Unity Software, the Underdog Poised to Power the Physical AI Revolution

Unity Software, the Underdog Poised to Power the Physical AI Revolution

Wall Street loves writing obituaries too early.

Back in 2020, for example, Unity Software (U) was one of the hottest IPOs in tech. Investors couldn’t get enough of the pitch: a rendering engine that would power the future of 3D content – most notably, the “metaverse” and other immersive worlds. Almost overnight, the company was valued in the tens of billions, reaching a $40 billion-plus market cap within three months of going public.
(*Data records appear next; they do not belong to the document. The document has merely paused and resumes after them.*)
//! Time-series momentum with volatility-scaled sizing.
//!
//! Direction comes from the return over the last `lookback` closes (dead
//! band of ±1%). Size targets `vol_target` per-bar volatility, capped at
//! `max_leverage` × equity.

use crate::domain::{OrderRequest, Portfolio};
use crate::engine::{require_positive, MarketView, ParameterError};
use serde::{Deserialize, Serialize};

use super::stats::{simple_returns, std_dev};
use super::{require_window, StrategyLogic};

const MOMENTUM_DEAD_BAND: f64 = 0.01;
const MIN_ORDER_SIZE: f64 = 0.1;

fn default_lookback() -> usize {
    20
}
fn default_vol_target() -> f64 {
    0.01
}
fn default_vol_lookback() -> usize {
    20
}
fn default_max_leverage() -> f64 {
    1.0
}
fn default_rebalance_band() -> f64 {
    0.1
}

#[derive(Debug, Clone, PartialEq, Serialize, Deserialize)]
pub struct TsMomentum {
    pub symbol: String,
    #[serde(default = "default_lookback")]
    pub lookback: usize,
    /// Target per-bar volatility of the position.
    #[serde(default = "default_vol_target")]
    pub vol_target: f64,
    #[serde(default = "default_vol_lookback")]
    pub vol_lookback: usize,
    #[serde(default = "default_max_leverage")]
    pub max_leverage: f64,
    /// Skip rebalances smaller than this fraction of the target size.
    #[serde(default = "default_rebalance_band")]
    pub rebalance_band: f64,
}

impl TsMomentum {
    pub fn new(symbol: impl Into<String>, lookback: usize, vol_target: f64, vol_lookback: usize) -> Self {
        Self {
            symbol: symbol.into(),
            lookback,
            vol_target,
            vol_lookback,
            max_leverage: default_max_leverage(),
            rebalance_band: default_rebalance_band(),
        }
    }

    pub fn validate(&self) -> Result<(), ParameterError> {
        require_window("lookback", self.lookback, 2)?;
        require_window("vol_lookback", self.vol_lookback, 2)?;
        require_positive("vol_target", self.vol_target)?;
        require_positive("max_leverage", self.max_leverage)?;
        crate::engine::require_non_negative("rebalance_band", self.rebalance_band)
    }

    fn window(&self) -> usize {
        self.lookback.max(self.vol_lookback + 1)
    }

    /// Signed target quantity, `None` until enough history exists.
    fn target_quantity(&self, closes: &[f64], price: f64, equity: f64) -> Option<f64> {
        if closes.len() < self.window() || price <= 0.0 || equity <= 0.0 {
            return None;
        }
        let momentum_window = &closes[closes.len() - self.lookback..];
        let start = momentum_window[0];
        let end = momentum_window[momentum_window.len() - 1];
        let momentum = (end - start) / start;

        let signal = if momentum > MOMENTUM_DEAD_BAND {
            1.0
        } else if momentum < -MOMENTUM_DEAD_BAND {
            -1.0
        } else {
            return Some(0.0);
        };

        let vol_window = &closes[closes.len() - self.vol_lookback - 1..];
        let vol = std_dev(&simple_returns(vol_window));
        let scale = if vol > 1e-12 {
            (self.vol_target / vol).min(self.max_leverage)
        } else {
            self.max_leverage
        };
        Some(signal * equity * scale / price)
    }
}

impl StrategyLogic for TsMomentum {
    fn name(&self) -> &'static str {
        "ts_momentum"
    }

    fn on_bar(&self, view: &MarketView<'_>, portfolio: &Portfolio) -> Vec<OrderRequest> {
        if view.symbol() != self.symbol {
            return vec![];
        }
        let closes = view.closes(&self.symbol, self.window());
        let price = view.reference_price();
        let Some(target) = self.target_quantity(&closes, price, portfolio.equity()) else {
            return vec![];
        };

        let delta = target - portfolio.quantity(&self.symbol);
        let min_size = MIN_ORDER_SIZE.max(self.rebalance_band * target.abs());
        OrderRequest::for_delta(&self.symbol, delta, min_size)
            .into_iter()
            .collect()
    }
}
But the hype burned out just as quickly. The tech required for a good experience – like Meta‘s (META) VR headsets – is expensive; not to mention cumbersome. Enthusiasts were let down by clunky interfaces, poor integration, and underwhelming virtual worlds. And the metaverse became the butt of a joke. 

Meta lost billions on the endeavor. And Unity got tossed into the bin of “yesterday’s fads.”

But here’s the thing: Wall Street may have buried Unity too soon… Because as it turns out, Unity wasn’t built for the metaverse but what comes after. And that next stage is only just now coming into view.

Let me explain.

The Three Waves of AI – and Why Unity Software Hits the Third

To see why Unity may be on the cusp of a comeback, you need to understand the three waves of AI.

Wave One: Large Language Models (LLMs) 

This was the “ChatGPT moment”; when AI went mainstream and was cemented into the daily lives of workers and students around the world. LLMs proved AI could read, write, converse – and improve.

This wave’s big winners were companies like OpenAI, Anthropic, and Microsoft (MSFT).

Wave Two: Agentic AI 

Now, if the first wave taught AI to talk, the second wave is teaching it to do. Agentic systems are designed with the ability to perceive, reason, and act autonomously to achieve a goal, rather than just responding to direct commands or questions.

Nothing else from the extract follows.